Aminoglycosides are important parenteral antibiotics used in the treatment of M. abscessus infection. Traditionally, amikacin was the most active agent against RGM species. According to a study by Swenson et al., 95% of M. abscessus, 99% of M. fortuitum, and 88% of M. chelonae isolates were inhibited by this agent with a MIC of ≤16 µg/mL (5). Intravenous amikacin is administered at a dose of 10 to 15 mg/kg daily to adult patients with normal renal function. This dose elicits peak serum levels in the low 20 mg/mL range. In this study, 99% of M. abscessus isolates were susceptible to amikacin and 36% were susceptible to tobramycin.

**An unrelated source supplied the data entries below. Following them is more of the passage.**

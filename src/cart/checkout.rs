//! Checkout

use crate::cart::{lines::CartLine, totals::CartTotals};

/// Immutable copy of a cart at checkout, handed to order creation.
#[derive(Debug, Clone, PartialEq)]
pub struct CheckoutSnapshot<'a> {
    lines: Vec<CartLine<'a>>,
    totals: CartTotals<'a>,
    promo_code: Option<String>,
}

impl<'a> CheckoutSnapshot<'a> {
    pub(crate) fn new(
        lines: Vec<CartLine<'a>>,
        totals: CartTotals<'a>,
        promo_code: Option<String>,
    ) -> Self {
        Self {
            lines,
            totals,
            promo_code,
        }
    }

    /// Lines in cart order.
    pub fn lines(&self) -> &[CartLine<'a>] {
        &self.lines
    }

    /// Totals at the time of checkout.
    pub fn totals(&self) -> &CartTotals<'a> {
        &self.totals
    }

    /// Promo code applied at checkout, if any.
    pub fn promo_code(&self) -> Option<&str> {
        self.promo_code.as_deref()
    }

    /// Total number of units across all lines.
    pub fn item_count(&self) -> u64 {
        self.lines
            .iter()
            .map(|line| u64::from(line.quantity()))
            .sum()
    }
}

Cefoxitin is another important parenteral antibiotic used in the treatment of M. abscessus infection. This agent is administered at a dose of up to 12 g/day intravenously in divided doses. In this study, cefoxitin inhibited the growth of 99% of M. abscessus isolates. Another parenteral antibiotic that has been used in M. abscessus infection is imipenem. This agent has been reported to be moderately susceptible against M. abscessus (14). This study demonstrated that imipenem inhibits 55% of M. abscessus isolates at the breakpoint of <8 µg/mL and 88% of isolates at the intermediate breakpoint of <16 µg/mL. Therefore, imipenem may be useful in clinical treatment regimens for M. abscessus, especially in situations when cefoxitin cannot be used due to adverse effects.

Of the variable oral antibiotics, the most effective agents are the newer macrolides. Clarithromycin is representative of this class and has been considered to be the most effective (12). In this study, 91% of M. abscessus isolates were susceptible and 3% were resistant to clarithromycin. Brown et al. reported that the newer macrolides generally show better activity against RGM species, and among them, clarithromycin is the strongest (15).

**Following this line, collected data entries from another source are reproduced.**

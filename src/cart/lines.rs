//! Cart Lines

use std::fmt;

use rusty_money::{Money, iso::Currency};

/// Opaque identifier for a cart line, unique within a cart.
///
/// Menu items are identified by strings or numbers, both convert into a `LineId`.
#[derive(Debug, Clone, PartialEq, Eq, Hash, PartialOrd, Ord)]
pub struct LineId(String);

impl LineId {
    /// Returns the identifier as a string slice.
    pub fn as_str(&self) -> &str {
        &self.0
    }
}

impl fmt::Display for LineId {
    fn fmt(&self, f: &mut fmt::Formatter<'_>) -> fmt::Result {
        f.write_str(&self.0)
    }
}

impl From<&str> for LineId {
    fn from(value: &str) -> Self {
        Self(value.to_string())
    }
}

impl From<String> for LineId {
    fn from(value: String) -> Self {
        Self(value)
    }
}

impl From<u64> for LineId {
    fn from(value: u64) -> Self {
        Self(value.to_string())
    }
}

/// An item to be added to the cart, as supplied by the menu.
#[derive(Debug, Clone, PartialEq)]
pub struct NewCartLine<'a> {
    /// Line identifier (usually the menu item id)
    pub id: LineId,

    /// Display name
    pub name: String,

    /// Price of a single unit
    pub unit_price: Money<'a, Currency>,
}

impl<'a> NewCartLine<'a> {
    /// Creates a new cart line input.
    pub fn new(
        id: impl Into<LineId>,
        name: impl Into<String>,
        unit_price: Money<'a, Currency>,
    ) -> Self {
        Self {
            id: id.into(),
            name: name.into(),
            unit_price,
        }
    }
}

/// A line in the cart. Quantity is always at least one.
#[derive(Debug, Clone, PartialEq)]
pub struct CartLine<'a> {
    id: LineId,
    name: String,
    unit_price: Money<'a, Currency>,
    quantity: u32,
}

impl<'a> CartLine<'a> {
    /// Creates a line with quantity one from validated input.
    pub(crate) fn from_new(new: NewCartLine<'a>) -> Self {
        Self {
            id: new.id,
            name: new.name,
            unit_price: new.unit_price,
            quantity: 1,
        }
    }

    /// Returns the line identifier.
    pub fn id(&self) -> &LineId {
        &self.id
    }

    /// Returns the display name.
    pub fn name(&self) -> &str {
        &self.name
    }

    /// Returns the unit price.
    pub fn unit_price(&self) -> &Money<'a, Currency> {
        &self.unit_price
    }

    /// Returns the quantity.
    pub fn quantity(&self) -> u32 {
        self.quantity
    }

    /// Callers guarantee `quantity >= 1`.
    pub(crate) fn set_quantity(&mut self, quantity: u32) {
        self.quantity = quantity;
    }
}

Oral fluoroquinolones have also been used in the treatment of RGM diseases. Ciprofloxacin is the class representative of the older fluoroquinolones (i.e., ciprofloxacin, ofloxacin, and levofloxacin). In the current study, we tested ciprofloxacin and moxifloxacin (newer 8-methoxyfluoroquinolone), and both antimicrobials showed high activities, with 57 and 73%, respectively, of M. abscessus isolates susceptible. Even though fluoroquinolone cannot be used as a single-drug therapy due to the risk of developing mutational resistance (16), both ciprofloxacin and moxifloxacin could be used as alternative oral agents during combination treatment for M. abscessus lung disease. Doxycycline is a member of the tetracycline antibiotics and has shown poor activity against M. abscessus and M. chelonae in previous studies. In the current study, only 21% of M. abscessus isolates were susceptible or intermediate and approximately 80% were resistant to this agent. Doxycycline was the least active agent among all those tested in this study.

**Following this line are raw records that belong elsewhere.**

//! Promotions
//!
//! Promo codes map a case-insensitive code to a fraction of the cart subtotal.
//! The table is configuration: extending it does not require a code change.

use decimal_percentage::Percentage;
use rustc_hash::FxHashMap;
use rusty_money::{Money, iso::Currency};
use serde::Deserialize;

/// When the discount for an applied promo code is calculated.
#[derive(Debug, Clone, Copy, Default, PartialEq, Eq, Deserialize, clap::ValueEnum)]
#[serde(rename_all = "snake_case")]
pub enum DiscountPolicy {
    /// Calculate the discount once, from the subtotal at the moment the code is applied.
    ///
    /// Later cart changes do not alter the discount.
    #[default]
    Locked,

    /// Remember the fraction and recalculate the discount from the current subtotal.
    Recompute,
}

/// Static mapping of normalised promo code to discount fraction.
#[derive(Debug, Clone)]
pub struct PromoCodeTable {
    codes: FxHashMap<String, Percentage>,
}

impl PromoCodeTable {
    /// Create an empty table. No code will be accepted.
    #[must_use]
    pub fn empty() -> Self {
        Self {
            codes: FxHashMap::default(),
        }
    }

    /// Add (or replace) a code.
    pub fn insert(&mut self, code: &str, fraction: Percentage) -> &mut Self {
        self.codes.insert(normalise_code(code), fraction);
        self
    }

    /// Look up a code, ignoring case and surrounding whitespace.
    ///
    /// Returns the normalised code and its discount fraction.
    pub fn lookup(&self, code: &str) -> Option<(String, Percentage)> {
        let code = normalise_code(code);

        self.codes
            .get(&code)
            .copied()
            .map(|fraction| (code, fraction))
    }

    /// Number of codes in the table.
    pub fn len(&self) -> usize {
        self.codes.len()
    }

    /// Check if the table has no codes.
    pub fn is_empty(&self) -> bool {
        self.codes.is_empty()
    }
}

impl Default for PromoCodeTable {
    /// `SAVE10` for 10% off.
    fn default() -> Self {
        let mut table = Self::empty();
        table.insert("SAVE10", Percentage::from(0.1));
        table
    }
}

/// A promo code currently applied to a cart.
#[derive(Debug, Clone)]
pub struct AppliedPromo<'a> {
    /// Normalised code
    pub code: String,

    /// Fraction of the subtotal taken off
    pub fraction: Percentage,

    /// Discount calculated when the code was applied
    pub locked_discount: Money<'a, Currency>,
}

/// Result of applying a promo code.
#[derive(Debug, Clone, PartialEq)]
pub enum PromoOutcome<'a> {
    /// The code was recognised.
    Accepted {
        /// Normalised code
        code: String,

        /// Discount at the time of application
        discount: Money<'a, Currency>,
    },

    /// The code was not recognised; any previous discount has been removed.
    Rejected,
}

impl PromoOutcome<'_> {
    /// Whether the code was accepted.
    pub fn is_accepted(&self) -> bool {
        matches!(self, Self::Accepted { .. })
    }
}

fn normalise_code(code: &str) -> String {
    code.trim().to_uppercase()
}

In this study, NTM species identification was performed using the PCR-RFLP method based on the rpoB gene. RGM are difficult to speciate by conventional methods. Several genes such as 16S rRNA, hsp65, and rpoB gene have been used to identify NTM to the species level. However, some gene target is often limited by the lack of sequence divergence among closely related Mycobacterium species. For example, 16S rRNA internal transcribed spacer assay cannot differentiate M. abscessus from M. massiliense or M. bolletii, although this assay has proven to be valuable to distinguish M. abscessus and M. chelonae (17). Accurate identification of isolated NTM species is important since distinguishing these species is clinically relevant.

In conclusion, the variations in susceptibility within M. abscessus isolates to currently available antimicrobials suggest that the antimicrobial susceptibility testing of all clinically significant M. abscessus isolates be needed. In addition, our results offer clinicians choices for empirical treatment when M. abscessus lung disease is diagnosed and the in vitro susceptibilities are not available.